Dataset entries:
#####
pub mod model;
pub mod repository;
pub mod service;

// 公開APIの再エクスポート

// model.rsから
pub use model::{
    ListNewsParams, Message, News, NewsCreate, NewsFilter, NewsList, NewsQuery, NewsUpdate,
    Patch, SortField, SortOrder,
};

// repository.rsから
pub use repository::{NewsStore, PgNewsStore};

// service.rsから
pub use service::NewsService;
#####
• [Work request]: Take the data above and reproduce it exactly.

• [Solved exercise]:
pub mod model;
pub mod repository;
pub mod service;

// 公開APIの再エクスポート

// model.rsから
pub use model::{
    ListNewsParams, Message, News, NewsCreate, NewsFilter, NewsList, NewsQuery, NewsUpdate,
    Patch, SortField, SortOrder,
};

// repository.rsから
pub use repository::{NewsStore, PgNewsStore};

// service.rsから
pub use service::NewsService;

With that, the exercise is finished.